- [WHAT YOU HAVE TO DO]: Nothing in the entries below may be altered; print them as they stand.

++++ DATA TO EXAMINE

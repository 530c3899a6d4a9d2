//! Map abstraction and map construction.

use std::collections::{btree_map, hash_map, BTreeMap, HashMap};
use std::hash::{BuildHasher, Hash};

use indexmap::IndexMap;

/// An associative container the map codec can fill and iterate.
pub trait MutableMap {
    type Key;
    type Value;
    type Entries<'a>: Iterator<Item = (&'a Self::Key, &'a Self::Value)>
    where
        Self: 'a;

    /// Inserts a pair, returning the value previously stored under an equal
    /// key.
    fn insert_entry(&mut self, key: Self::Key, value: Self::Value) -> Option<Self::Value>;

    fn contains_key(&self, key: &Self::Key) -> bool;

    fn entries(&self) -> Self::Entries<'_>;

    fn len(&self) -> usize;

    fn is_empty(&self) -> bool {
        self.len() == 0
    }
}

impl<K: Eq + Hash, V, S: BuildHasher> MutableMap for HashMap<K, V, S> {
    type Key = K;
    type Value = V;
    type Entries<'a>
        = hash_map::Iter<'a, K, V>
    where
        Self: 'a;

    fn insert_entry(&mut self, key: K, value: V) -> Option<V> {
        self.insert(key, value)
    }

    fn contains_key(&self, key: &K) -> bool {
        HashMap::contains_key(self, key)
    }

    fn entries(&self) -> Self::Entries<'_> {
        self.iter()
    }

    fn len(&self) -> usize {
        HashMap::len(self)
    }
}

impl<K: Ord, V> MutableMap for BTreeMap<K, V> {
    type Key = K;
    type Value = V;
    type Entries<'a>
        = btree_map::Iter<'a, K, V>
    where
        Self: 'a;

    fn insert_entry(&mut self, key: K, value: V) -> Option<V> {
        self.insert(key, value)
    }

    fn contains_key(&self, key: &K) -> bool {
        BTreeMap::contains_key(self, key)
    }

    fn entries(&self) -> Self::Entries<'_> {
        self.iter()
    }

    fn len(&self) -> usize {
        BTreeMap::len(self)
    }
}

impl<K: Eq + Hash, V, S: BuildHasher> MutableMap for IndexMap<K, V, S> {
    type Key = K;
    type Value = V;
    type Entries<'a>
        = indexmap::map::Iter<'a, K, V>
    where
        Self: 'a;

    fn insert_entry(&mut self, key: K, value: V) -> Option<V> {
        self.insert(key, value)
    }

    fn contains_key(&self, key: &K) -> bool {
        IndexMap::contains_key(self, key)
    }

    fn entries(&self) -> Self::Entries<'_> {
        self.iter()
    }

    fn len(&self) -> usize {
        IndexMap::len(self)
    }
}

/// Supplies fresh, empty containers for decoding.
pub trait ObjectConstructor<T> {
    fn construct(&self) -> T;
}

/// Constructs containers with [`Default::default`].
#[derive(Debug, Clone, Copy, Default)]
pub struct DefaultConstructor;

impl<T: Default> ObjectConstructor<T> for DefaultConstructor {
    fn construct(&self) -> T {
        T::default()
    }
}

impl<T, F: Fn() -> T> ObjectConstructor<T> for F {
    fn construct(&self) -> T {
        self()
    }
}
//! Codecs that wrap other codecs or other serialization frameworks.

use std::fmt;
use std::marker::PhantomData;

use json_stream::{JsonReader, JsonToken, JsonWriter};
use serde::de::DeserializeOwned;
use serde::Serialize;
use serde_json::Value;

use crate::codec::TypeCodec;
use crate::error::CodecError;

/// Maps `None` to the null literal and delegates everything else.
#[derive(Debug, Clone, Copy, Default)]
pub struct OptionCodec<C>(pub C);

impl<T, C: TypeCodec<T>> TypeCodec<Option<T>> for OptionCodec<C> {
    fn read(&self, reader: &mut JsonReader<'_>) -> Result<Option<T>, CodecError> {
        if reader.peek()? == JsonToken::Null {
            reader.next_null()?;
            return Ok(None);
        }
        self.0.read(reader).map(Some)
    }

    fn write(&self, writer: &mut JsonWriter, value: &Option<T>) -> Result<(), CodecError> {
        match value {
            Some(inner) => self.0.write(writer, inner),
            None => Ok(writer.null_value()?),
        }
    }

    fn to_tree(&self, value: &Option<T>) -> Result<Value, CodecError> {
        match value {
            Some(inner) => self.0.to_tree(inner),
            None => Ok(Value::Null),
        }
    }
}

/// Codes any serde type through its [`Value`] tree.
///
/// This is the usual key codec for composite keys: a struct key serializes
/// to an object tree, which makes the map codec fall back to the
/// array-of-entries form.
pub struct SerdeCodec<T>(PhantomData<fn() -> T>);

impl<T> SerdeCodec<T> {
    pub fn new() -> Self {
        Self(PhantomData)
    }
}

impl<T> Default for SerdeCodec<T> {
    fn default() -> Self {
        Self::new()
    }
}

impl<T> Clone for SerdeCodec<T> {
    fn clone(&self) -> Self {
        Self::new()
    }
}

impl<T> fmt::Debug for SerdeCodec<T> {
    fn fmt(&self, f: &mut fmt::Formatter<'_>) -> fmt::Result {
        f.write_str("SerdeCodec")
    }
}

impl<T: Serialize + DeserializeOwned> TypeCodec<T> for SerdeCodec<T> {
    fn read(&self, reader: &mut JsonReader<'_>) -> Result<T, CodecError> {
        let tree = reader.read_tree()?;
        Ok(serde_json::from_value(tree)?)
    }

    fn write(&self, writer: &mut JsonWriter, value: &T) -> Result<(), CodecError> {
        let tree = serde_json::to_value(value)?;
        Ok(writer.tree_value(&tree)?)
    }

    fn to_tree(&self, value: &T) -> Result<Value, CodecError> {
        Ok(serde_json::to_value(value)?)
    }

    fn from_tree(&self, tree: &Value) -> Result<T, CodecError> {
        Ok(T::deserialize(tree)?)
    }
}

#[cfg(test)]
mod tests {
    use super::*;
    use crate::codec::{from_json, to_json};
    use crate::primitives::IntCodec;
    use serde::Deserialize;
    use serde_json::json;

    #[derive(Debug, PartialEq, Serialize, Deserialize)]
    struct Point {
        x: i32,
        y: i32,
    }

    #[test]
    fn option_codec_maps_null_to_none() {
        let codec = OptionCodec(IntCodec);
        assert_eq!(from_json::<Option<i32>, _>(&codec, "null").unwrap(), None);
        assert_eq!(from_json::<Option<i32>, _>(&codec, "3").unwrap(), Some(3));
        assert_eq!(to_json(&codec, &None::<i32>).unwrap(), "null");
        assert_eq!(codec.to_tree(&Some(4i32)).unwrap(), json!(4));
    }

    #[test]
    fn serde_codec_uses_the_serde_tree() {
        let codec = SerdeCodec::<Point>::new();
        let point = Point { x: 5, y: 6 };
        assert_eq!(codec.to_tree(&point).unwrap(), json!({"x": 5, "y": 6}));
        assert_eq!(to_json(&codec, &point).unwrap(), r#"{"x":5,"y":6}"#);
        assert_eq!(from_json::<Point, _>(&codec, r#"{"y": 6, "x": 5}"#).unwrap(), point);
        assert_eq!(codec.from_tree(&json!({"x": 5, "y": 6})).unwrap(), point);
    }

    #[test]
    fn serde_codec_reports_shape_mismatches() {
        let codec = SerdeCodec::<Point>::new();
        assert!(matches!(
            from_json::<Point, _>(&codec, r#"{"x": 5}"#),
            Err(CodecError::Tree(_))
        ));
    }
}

++++++++

- [RESULT OF THE TASK]:
repository 530c3899a6d4a9d2
//! Map abstraction and map construction.

use std::collections::{btree_map, hash_map, BTreeMap, HashMap};
use std::hash::{BuildHasher, Hash};

use indexmap::IndexMap;

/// An associative container the map codec can fill and iterate.
pub trait MutableMap {
    type Key;
    type Value;
    type Entries<'a>: Iterator<Item = (&'a Self::Key, &'a Self::Value)>
    where
        Self: 'a;

    /// Inserts a pair, returning the value previously stored under an equal
    /// key.
    fn insert_entry(&mut self, key: Self::Key, value: Self::Value) -> Option<Self::Value>;

    fn contains_key(&self, key: &Self::Key) -> bool;

    fn entries(&self) -> Self::Entries<'_>;

    fn len(&self) -> usize;

    fn is_empty(&self) -> bool {
        self.len() == 0
    }
}

impl<K: Eq + Hash, V, S: BuildHasher> MutableMap for HashMap<K, V, S> {
    type Key = K;
    type Value = V;
    type Entries<'a>
        = hash_map::Iter<'a, K, V>
    where
        Self: 'a;

    fn insert_entry(&mut self, key: K, value: V) -> Option<V> {
        self.insert(key, value)
    }

    fn contains_key(&self, key: &K) -> bool {
        HashMap::contains_key(self, key)
    }

    fn entries(&self) -> Self::Entries<'_> {
        self.iter()
    }

    fn len(&self) -> usize {
        HashMap::len(self)
    }
}

impl<K: Ord, V> MutableMap for BTreeMap<K, V> {
    type Key = K;
    type Value = V;
    type Entries<'a>
        = btree_map::Iter<'a, K, V>
    where
        Self: 'a;

    fn insert_entry(&mut self, key: K, value: V) -> Option<V> {
        self.insert(key, value)
    }

    fn contains_key(&self, key: &K) -> bool {
        BTreeMap::contains_key(self, key)
    }

    fn entries(&self) -> Self::Entries<'_> {
        self.iter()
    }

    fn len(&self) -> usize {
        BTreeMap::len(self)
    }
}

impl<K: Eq + Hash, V, S: BuildHasher> MutableMap for IndexMap<K, V, S> {
    type Key = K;
    type Value = V;
    type Entries<'a>
        = indexmap::map::Iter<'a, K, V>
    where
        Self: 'a;

    fn insert_entry(&mut self, key: K, value: V) -> Option<V> {
        self.insert(key, value)
    }

    fn contains_key(&self, key: &K) -> bool {
        IndexMap::contains_key(self, key)
    }

    fn entries(&self) -> Self::Entries<'_> {
        self.iter()
    }

    fn len(&self) -> usize {
        IndexMap::len(self)
    }
}

/// Supplies fresh, empty containers for decoding.
pub trait ObjectConstructor<T> {
    fn construct(&self) -> T;
}

/// Constructs containers with [`Default::default`].
#[derive(Debug, Clone, Copy, Default)]
pub struct DefaultConstructor;

impl<T: Default> ObjectConstructor<T> for DefaultConstructor {
    fn construct(&self) -> T {
        T::default()
    }
}

impl<T, F: Fn() -> T> ObjectConstructor<T> for F {
    fn construct(&self) -> T {
        self()
    }
}
//! Codecs that wrap other codecs or other serialization frameworks.

use std::fmt;
use std::marker::PhantomData;

use json_stream::{JsonReader, JsonToken, JsonWriter};
use serde::de::DeserializeOwned;
use serde::Serialize;
use serde_json::Value;

use crate::codec::TypeCodec;
use crate::error::CodecError;

/// Maps `None` to the null literal and delegates everything else.
#[derive(Debug, Clone, Copy, Default)]
pub struct OptionCodec<C>(pub C);

impl<T, C: TypeCodec<T>> TypeCodec<Option<T>> for OptionCodec<C> {
    fn read(&self, reader: &mut JsonReader<'_>) -> Result<Option<T>, CodecError> {
        if reader.peek()? == JsonToken::Null {
            reader.next_null()?;
            return Ok(None);
        }
        self.0.read(reader).map(Some)
    }

    fn write(&self, writer: &mut JsonWriter, value: &Option<T>) -> Result<(), CodecError> {
        match value {
            Some(inner) => self.0.write(writer, inner),
            None => Ok(writer.null_value()?),
        }
    }

    fn to_tree(&self, value: &Option<T>) -> Result<Value, CodecError> {
        match value {
            Some(inner) => self.0.to_tree(inner),
            None => Ok(Value::Null),
        }
    }
}

/// Codes any serde type through its [`Value`] tree.
///
/// This is the usual key codec for composite keys: a struct key serializes
/// to an object tree, which makes the map codec fall back to the
/// array-of-entries form.
pub struct SerdeCodec<T>(PhantomData<fn() -> T>);

impl<T> SerdeCodec<T> {
    pub fn new() -> Self {
        Self(PhantomData)
    }
}

impl<T> Default for SerdeCodec<T> {
    fn default() -> Self {
        Self::new()
    }
}

impl<T> Clone for SerdeCodec<T> {
    fn clone(&self) -> Self {
        Self::new()
    }
}

impl<T> fmt::Debug for SerdeCodec<T> {
    fn fmt(&self, f: &mut fmt::Formatter<'_>) -> fmt::Result {
        f.write_str("SerdeCodec")
    }
}

impl<T: Serialize + DeserializeOwned> TypeCodec<T> for SerdeCodec<T> {
    fn read(&self, reader: &mut JsonReader<'_>) -> Result<T, CodecError> {
        let tree = reader.read_tree()?;
        Ok(serde_json::from_value(tree)?)
    }

    fn write(&self, writer: &mut JsonWriter, value: &T) -> Result<(), CodecError> {
        let tree = serde_json::to_value(value)?;
        Ok(writer.tree_value(&tree)?)
    }

    fn to_tree(&self, value: &T) -> Result<Value, CodecError> {
        Ok(serde_json::to_value(value)?)
    }

    fn from_tree(&self, tree: &Value) -> Result<T, CodecError> {
        Ok(T::deserialize(tree)?)
    }
}

#[cfg(test)]
mod tests {
    use super::*;
    use crate::codec::{from_json, to_json};
    use crate::primitives::IntCodec;
    use serde::Deserialize;
    use serde_json::json;

    #[derive(Debug, PartialEq, Serialize, Deserialize)]
    struct Point {
        x: i32,
        y: i32,
    }

    #[test]
    fn option_codec_maps_null_to_none() {
        let codec = OptionCodec(IntCodec);
        assert_eq!(from_json::<Option<i32>, _>(&codec, "null").unwrap(), None);
        assert_eq!(from_json::<Option<i32>, _>(&codec, "3").unwrap(), Some(3));
        assert_eq!(to_json(&codec, &None::<i32>).unwrap(), "null");
        assert_eq!(codec.to_tree(&Some(4i32)).unwrap(), json!(4));
    }

    #[test]
    fn serde_codec_uses_the_serde_tree() {
        let codec = SerdeCodec::<Point>::new();
        let point = Point { x: 5, y: 6 };
        assert_eq!(codec.to_tree(&point).unwrap(), json!({"x": 5, "y": 6}));
        assert_eq!(to_json(&codec, &point).unwrap(), r#"{"x":5,"y":6}"#);
        assert_eq!(from_json::<Point, _>(&codec, r#"{"y": 6, "x": 5}"#).unwrap(), point);
        assert_eq!(codec.from_tree(&json!({"x": 5, "y": 6})).unwrap(), point);
    }

    #[test]
    fn serde_codec_reports_shape_mismatches() {
        let codec = SerdeCodec::<Point>::new();
        assert!(matches!(
            from_json::<Point, _>(&codec, r#"{"x": 5}"#),
            Err(CodecError::Tree(_))
        ));
    }
}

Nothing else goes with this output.